Die ersten von Bremen und Hamburg eingerichteten deutschen Linien nach Nordamerika sind noch heute die wichtigsten der deutschen Schiffahrt, die ihnen seit Mitte des vorigen Jahrhunderts ihr besonderes Interesse zuwandte und sie namentlich in den letzten 25 Jahren durch Einstellung des allerbesten Schiffsmaterials gewaltig förderte. Im Laufe der Jahre sind dann andere Routen nach den Häfen von Nord-, Mittel- und Südamerika, nach Ostasien und Australien, ja nach allen Teilen der Welt hinzugekommen, neue Schiffahrtsunternehmen sind ins Leben getreten, um teilzunehmen an dem [959] Verkehr auf den Weltmeeren, die die Länder heute nicht mehr trennen, sondern verbinden.

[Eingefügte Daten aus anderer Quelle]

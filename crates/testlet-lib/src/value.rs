//! Equality rules for checked values.
//!
//! Each supported type implements [`Checkable`], which decides whether an
//! actual value matches an expected one and how the value is printed in
//! diagnostics:
//!
//! - `bool`, `i32`, `i64`: exact comparison.
//! - `f32`, `f64`: IEEE comparison, except that `0.0` and `-0.0` differ and
//!   `NaN` matches `NaN`.
//! - `Option<T: Display>`: objects, compared by their textual form. `None`
//!   is the absent object and only matches another `None`.
//!
//! [`Value`] wraps all of them in a tagged variant for callers that pick
//! the kind at runtime (e.g. from the command line).
//!
//! # Example
//!
//! ```
//! use testlet_lib::value::Checkable;
//!
//! assert!(0.0f64.matches(&0.0));
//! assert!(!0.0f64.matches(&-0.0));
//! assert!(f64::NAN.matches(&f64::NAN));
//! assert!(Some(42).matches(&Some(42)));
//! assert!(!None::<&str>.matches(&Some("null")));
//! ```

use std::fmt;

use crate::error::{HarnessError, Result};

/// Absent objects print as this.
pub const ABSENT: &str = "null";

/// A value that can be compared against an expected value of the same type.
pub trait Checkable {
    /// Whether `self` (the actual result) matches `expected`.
    fn matches(&self, expected: &Self) -> bool;

    /// Text used in `got (..), expected (..)` diagnostics.
    fn render(&self) -> String;
}

macro_rules! exact_checkable {
    ($($t:ty),*) => {
        $(
            impl Checkable for $t {
                fn matches(&self, expected: &Self) -> bool {
                    self == expected
                }

                fn render(&self) -> String {
                    self.to_string()
                }
            }
        )*
    };
}

exact_checkable!(bool, i32, i64);

macro_rules! float_checkable {
    ($($t:ty),*) => {
        $(
            impl Checkable for $t {
                fn matches(&self, expected: &Self) -> bool {
                    let (result, expected) = (*self, *expected);
                    if result == expected {
                        // Zeros compare equal; their reciprocals are +inf and -inf.
                        result != 0.0 || 1.0 / result == 1.0 / expected
                    } else {
                        result.is_nan() && expected.is_nan()
                    }
                }

                fn render(&self) -> String {
                    format!("{:?}", self)
                }
            }
        )*
    };
}

float_checkable!(f32, f64);

impl<T: fmt::Display> Checkable for Option<T> {
    fn matches(&self, expected: &Self) -> bool {
        match (self, expected) {
            (None, None) => true,
            (Some(result), Some(expected)) => result.to_string() == expected.to_string(),
            _ => false,
        }
    }

    fn render(&self) -> String {
        match self {
            Some(value) => value.to_string(),
            None => ABSENT.to_string(),
        }
    }
}

/// The kind of a [`Value`].
#[derive(Debug, Clone, Copy, PartialEq, Eq, clap::ValueEnum)]
pub enum Kind {
    Bool,
    Int,
    Long,
    Float,
    Double,
    Object,
}

impl fmt::Display for Kind {
    fn fmt(&self, f: &mut fmt::Formatter<'_>) -> fmt::Result {
        let name = match self {
            Kind::Bool => "bool",
            Kind::Int => "int",
            Kind::Long => "long",
            Kind::Float => "float",
            Kind::Double => "double",
            Kind::Object => "object",
        };
        f.write_str(name)
    }
}

/// A checked value whose kind is chosen at runtime.
///
/// Values of different kinds never match, so `Int(1)` does not match
/// `Long(1)`.
#[derive(Debug, Clone, PartialEq)]
pub enum Value {
    Bool(bool),
    Int(i32),
    Long(i64),
    Float(f32),
    Double(f64),
    /// Textual form of an object, `None` when absent.
    Object(Option<String>),
}

impl Value {
    pub fn kind(&self) -> Kind {
        match self {
            Value::Bool(_) => Kind::Bool,
            Value::Int(_) => Kind::Int,
            Value::Long(_) => Kind::Long,
            Value::Float(_) => Kind::Float,
            Value::Double(_) => Kind::Double,
            Value::Object(_) => Kind::Object,
        }
    }

    /// Capture an object by its textual form.
    pub fn object<T: fmt::Display + ?Sized>(value: &T) -> Self {
        Value::Object(Some(value.to_string()))
    }

    /// The absent object.
    pub fn absent() -> Self {
        Value::Object(None)
    }

    /// Parse `input` as a value of the given kind.
    ///
    /// For objects the literal `null` is the absent object; anything else is
    /// taken verbatim.
    pub fn parse(kind: Kind, input: &str) -> Result<Self> {
        let invalid = || HarnessError::InvalidValue {
            kind,
            input: input.to_string(),
        };
        let value = match kind {
            Kind::Bool => Value::Bool(input.parse().map_err(|_| invalid())?),
            Kind::Int => Value::Int(input.parse().map_err(|_| invalid())?),
            Kind::Long => Value::Long(input.parse().map_err(|_| invalid())?),
            Kind::Float => Value::Float(input.parse().map_err(|_| invalid())?),
            Kind::Double => Value::Double(input.parse().map_err(|_| invalid())?),
            Kind::Object if input == ABSENT => Value::absent(),
            Kind::Object => Value::object(input),
        };
        Ok(value)
    }
}

impl Checkable for Value {
    fn matches(&self, expected: &Self) -> bool {
        match (self, expected) {
            (Value::Bool(a), Value::Bool(b)) => a.matches(b),
            (Value::Int(a), Value::Int(b)) => a.matches(b),
            (Value::Long(a), Value::Long(b)) => a.matches(b),
            (Value::Float(a), Value::Float(b)) => a.matches(b),
            (Value::Double(a), Value::Double(b)) => a.matches(b),
            (Value::Object(a), Value::Object(b)) => a.matches(b),
            _ => false,
        }
    }

    fn render(&self) -> String {
        match self {
            Value::Bool(v) => v.render(),
            Value::Int(v) => v.render(),
            Value::Long(v) => v.render(),
            Value::Float(v) => v.render(),
            Value::Double(v) => v.render(),
            Value::Object(v) => v.render(),
        }
    }
}

impl From<bool> for Value {
    fn from(v: bool) -> Self {
        Value::Bool(v)
    }
}

impl From<i32> for Value {
    fn from(v: i32) -> Self {
        Value::Int(v)
    }
}

impl From<i64> for Value {
    fn from(v: i64) -> Self {
        Value::Long(v)
    }
}

impl From<f32> for Value {
    fn from(v: f32) -> Self {
        Value::Float(v)
    }
}

impl From<f64> for Value {
    fn from(v: f64) -> Self {
        Value::Double(v)
    }
}
//! Check outcomes.

use std::fmt;

/// Classification of a single check.
///
/// `TodoPass` and `TodoFail` come from checks that are known to be broken:
/// a todo that fails is expected, a todo that passes is worth looking at.
#[derive(Debug, Clone, Copy, PartialEq, Eq, Hash)]
pub enum Outcome {
    Pass,
    Fail,
    /// Expected to fail, but passed.
    TodoPass,
    /// Expected to fail, and did.
    TodoFail,
}

impl Outcome {
    /// Outcome of a regular check.
    pub fn from_check(ok: bool) -> Self {
        if ok {
            Outcome::Pass
        } else {
            Outcome::Fail
        }
    }

    /// Outcome of a todo check.
    pub fn from_todo(ok: bool) -> Self {
        if ok {
            Outcome::TodoPass
        } else {
            Outcome::TodoFail
        }
    }

    /// True for the outcomes a run should be flagged for: `Fail` and `TodoPass`.
    pub fn is_failure(self) -> bool {
        matches!(self, Outcome::Fail | Outcome::TodoPass)
    }

    pub fn is_todo(self) -> bool {
        matches!(self, Outcome::TodoPass | Outcome::TodoFail)
    }
}

impl fmt::Display for Outcome {
    fn fmt(&self, f: &mut fmt::Formatter<'_>) -> fmt::Result {
        let label = match self {
            Outcome::Pass => "PASS",
            Outcome::Fail => "FAIL",
            Outcome::TodoPass => "XPASS",
            Outcome::TodoFail => "XFAIL",
        };
        f.write_str(label)
    }
}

Die deutsche Handelsflotte.

In den letzten Jahren hat sich die deutsche Handelsflotte annähernd verdoppelt, nächst der englischen und amerikanischen ist sie die stärkste Handelsflotte der Welt. Im Jahre 1900 zählte sie 2 650 033 Br.-Reg.-Tonnen, und 1912 war sie auf 4 628 983 Br.-Reg.-Tonnen angewachsen. Ein kurzer Überblick über den gegenwärtigen Stand der deutschen Reedereien mag hier Platz finden:

Der Norddeutsche Lloyd 1857 mit einem Kapital von etwa 12 Millionen Mark gegründet, verfügt heute über ein Kapital von 125 Millionen Mark und eine Flotte von 467 Schiffen mit 846 611 Br.-Reg.-Tons.

Die Hamburg-Amerika-Linie, 1847 mit einem Kapital von 460 000 Mark und einer Flotte von 3 Segelschiffen gegründet, arbeitet heute mit einem Aktienkapital von 150 Millionen Mark und hat einen Schiffsbestand von 431 Fahrzeugen aller Art mit einem Raumgehalt von 1 306 819 Br.-Reg.-Tons.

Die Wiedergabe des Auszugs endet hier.